The statute is, in this connection, quite clear when it premises ineligibility for DLRA–3 relief not simply upon the commission of a predicate felony but on “a predicate felony conviction for an exclusion offense(CPL 440.46[5] [emphasis added] ) and then goes on separately to define an “exclusion offense” as, inter alia, one which must have occurred “within the preceding ten years,” not “10 years preceding the [present] drug felony,” as the dissent posits, a time frame nowhere referred to in the statute, even in its tolling provision ( see discussion infra at 441, 940 N.Y.S.2d at 537, 963 N.E.2d at 1238).

Indeed, we see no textual ground for the People's contention that when the statute describes the look-back simply as “the preceding ten years”—a period that would ordinarily be understood to extend backward from the present, or, from the perspective of the motion court, from the time the resentence application is placed before it—what was really meant was the dramatically different formulation of which the Legislature was doubtless capable ( see e.g. Penal Law § 70.04[1][b][iv] ), namely, 10 years preceding the commission of the drug offense for which the defendant is presently incarcerated. Although an argument is made to the effect that the use of the phrase, “preceding ten years,” begs a question as to what is preceded, which question must be answered by reference to the entirely distinct phrase, “time of commission of the present felony,” found in the statute's subsequent toll provision, we are not persuaded, either of the need for clarification or of the method. Even if “the preceding ten years” were an ambiguous expression, which it is not, its meaning as to the point of retrospect would not be properly explained by the circumstance that the statute in a different connection—that of defining the toll applicable in calculating the actual extent of the look-back—refers to the “time of commission of the present felony.”

Somewhat more substantial, but only from a policy perspective and not as a matter of statutory interpretation, is the People's argument that an anomaly results from construing the statute as the Appellate Division has. Relying upon our observation in People v. Cagle, 7 N.Y.3d 647, 651, 826 N.Y.S.2d 589, 860 N.E.2d 51 (2006) that time spent serving a sentence of imprisonment does not demonstrate a felon's ability to live within the norms of civil society, the People contend that no period of incarceration, either before or after the commission of the present (drug) felony, should be included in the measurement of the 10–year look-back. Cagle, however, involved a look-back to determine eligibility for enhanced punishment under a recidivist sentencing statute. There was no issue raised respecting the Legislature's undoubted prerogative to determine, in the very different context of defining eligibility for resentencing for the purpose of bringing presumptively harsh sentences into line with current norms, that the often lengthy periods spent in prison under sentences precisely of the sort targeted by the remedial legislation should not effectively preclude a defendant from relief. To be clear, the question now presented is not whether this defendant or any other will be punished as a predicate felon; defendant was both originally sentenced and resentenced as such.

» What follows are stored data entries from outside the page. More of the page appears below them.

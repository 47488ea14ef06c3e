//! Concurrency Tests
//!
//! Clones of [`Stratus`] share one region table. Each region serialises its
//! own operations; different regions do not contend.

use crate::*;
use std::collections::HashSet;
use std::sync::{Arc, Barrier};
use std::thread;

#[test]
fn concurrent_creates_in_one_region() {
    let sim = sim();
    let threads = 8;
    let per_thread = 25;
    let barrier = Arc::new(Barrier::new(threads));

    let handles: Vec<_> = (0..threads)
        .map(|t| {
            let sim = sim.clone();
            let barrier = Arc::clone(&barrier);
            thread::spawn(move || {
                barrier.wait();
                let stacks = sim.stacks(REGION).unwrap();
                (0..per_thread)
                    .map(|i| {
                        stacks
                            .create(CreateStack::new(format!("s-{}-{}", t, i), EMPTY))
                            .unwrap()
                            .stack_id
                    })
                    .collect::<Vec<_>>()
            })
        })
        .collect();

    let mut ids = HashSet::new();
    for handle in handles {
        for id in handle.join().unwrap() {
            assert!(ids.insert(id), "stack ids must be unique");
        }
    }

    let listed = sim.stacks(REGION).unwrap().list();
    assert_eq!(listed.len(), threads * per_thread);
    assert!(listed.iter().all(|s| s.events.len() == 2));
}

#[test]
fn concurrent_create_and_delete_same_name() {
    let sim = sim();
    let handles: Vec<_> = (0..4)
        .map(|_| {
            let sim = sim.clone();
            thread::spawn(move || {
                let stacks = sim.stacks(REGION).unwrap();
                for _ in 0..20 {
                    stacks.create(CreateStack::new("web", EMPTY)).unwrap();
                    stacks.delete("web").unwrap();
                }
            })
        })
        .collect();
    for handle in handles {
        handle.join().unwrap();
    }

    let stacks = sim.stacks(REGION).unwrap();
    assert!(stacks.list().is_empty());
    stacks.with_backend(|backend| {
        let deleted = backend.list_deleted_stacks();
        assert_eq!(deleted.len(), 80);
        assert!(deleted
            .iter()
            .all(|s| s.status() == StackStatus::DeleteComplete && s.events().len() == 4));
    });
}

#[test]
fn regions_progress_independently() {
    let sim = sim();
    let regions: Vec<String> = sim.region_names().into_iter().take(4).collect();

    let handles: Vec<_> = regions
        .iter()
        .cloned()
        .map(|region| {
            let sim = sim.clone();
            thread::spawn(move || {
                let stacks = sim.stacks(&region).unwrap();
                for i in 0..10 {
                    stacks
                        .create(CreateStack::new(format!("{}-{}", region, i), EMPTY))
                        .unwrap();
                }
            })
        })
        .collect();
    for handle in handles {
        handle.join().unwrap();
    }

    for region in &regions {
        let stacks = sim.stacks(region).unwrap();
        let listed = stacks.list();
        assert_eq!(listed.len(), 10);
        assert!(listed.iter().all(|s| &s.region == region));
    }
}

#[test]
fn descriptors_are_sendable() {
    fn assert_send<T: Send + Sync + 'static>() {}
    assert_send::<StackDescriptor>();
    assert_send::<Stratus>();
}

The only question is whether a defendant's enhanced recidivist sentence should, because of his or her commission of a violent felony in the objectively distant and ever-receding past, remain irretrievably governed by a generally outmoded sentencing regimen.

The Legislature, we believe, has addressed this question textually, both by flatly providing that the relevant look-back period is “the preceding ten years,” excluding from the calculation thereof only pre-drug felony incarceration time, and by unmistakably manifesting its judgment that the designedly rehabilitative course of a defendant's incarceration subsequent to conviction for a low-level, non-violent drug felony may improve and be probative of his or her capacity for a responsible life at liberty. CPL 440.46(3) expressly contemplates the resentencing court's consideration of the defendant's “institutional record of confinement” and prison disciplinary history. The Legislature's requirement of such consideration is not compatible with the view that time spent incarcerated is categorically without bearing upon, and thus logically to be excluded from counting toward, a defendant's basic eligibility for sentencing relief under DLRA–3.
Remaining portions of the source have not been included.